//! Per-call request context and retry constants.

use std::time::Duration;

/// Maximum number of retries after the initial attempt.
pub const MAX_RETRIES: u32 = 3;

/// Fixed delay between attempts.
pub const RETRY_DELAY: Duration = Duration::from_millis(1000);

/// Ephemeral state for one outgoing call.
///
/// The context is an immutable value threaded through the retry loop; each
/// retry produces the next context rather than mutating shared request
/// state. Discarded once the call completes or retries are exhausted.
#[derive(Debug, Clone, Copy, PartialEq, Eq)]
pub struct RequestContext {
    /// Endpoint label, for logs only.
    pub endpoint: &'static str,
    /// Attempt number, `0..=max_retries`; 0 is the initial attempt.
    pub attempt: u32,
    /// Retry budget for this call.
    pub max_retries: u32,
}

impl RequestContext {
    pub fn new(endpoint: &'static str, max_retries: u32) -> Self {
        Self {
            endpoint,
            attempt: 0,
            max_retries,
        }
    }

    /// Whether another attempt is allowed.
    pub fn can_retry(&self) -> bool {
        self.attempt < self.max_retries
    }

    /// The context for the following attempt.
    pub fn next_attempt(self) -> Self {
        Self {
            attempt: self.attempt + 1,
            ..self
        }
    }
}

#[cfg(test)]
mod tests {
    use super::*;

    #[test]
    fn test_context_counts_attempts() {
        let ctx = RequestContext::new("/health", MAX_RETRIES);
        assert_eq!(ctx.attempt, 0);
        assert!(ctx.can_retry());

        let ctx = ctx.next_attempt().next_attempt().next_attempt();
        assert_eq!(ctx.attempt, 3);
        assert!(!ctx.can_retry());
    }

    #[test]
    fn test_context_is_value_semantics() {
        let first = RequestContext::new("/plants/predict", MAX_RETRIES);
        let second = first.next_attempt();

        assert_eq!(first.attempt, 0);
        assert_eq!(second.attempt, 1);
        assert_eq!(second.endpoint, "/plants/predict");
    }

    #[test]
    fn test_zero_budget_never_retries() {
        let ctx = RequestContext::new("/health", 0);
        assert!(!ctx.can_retry());
    }
}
════════
[Required action] Which lines above hold the string "static"? Copy every one of them.

[Exercise output]
    pub endpoint: &'static str,
    pub fn new(endpoint: &'static str, max_retries: u32) -> Self {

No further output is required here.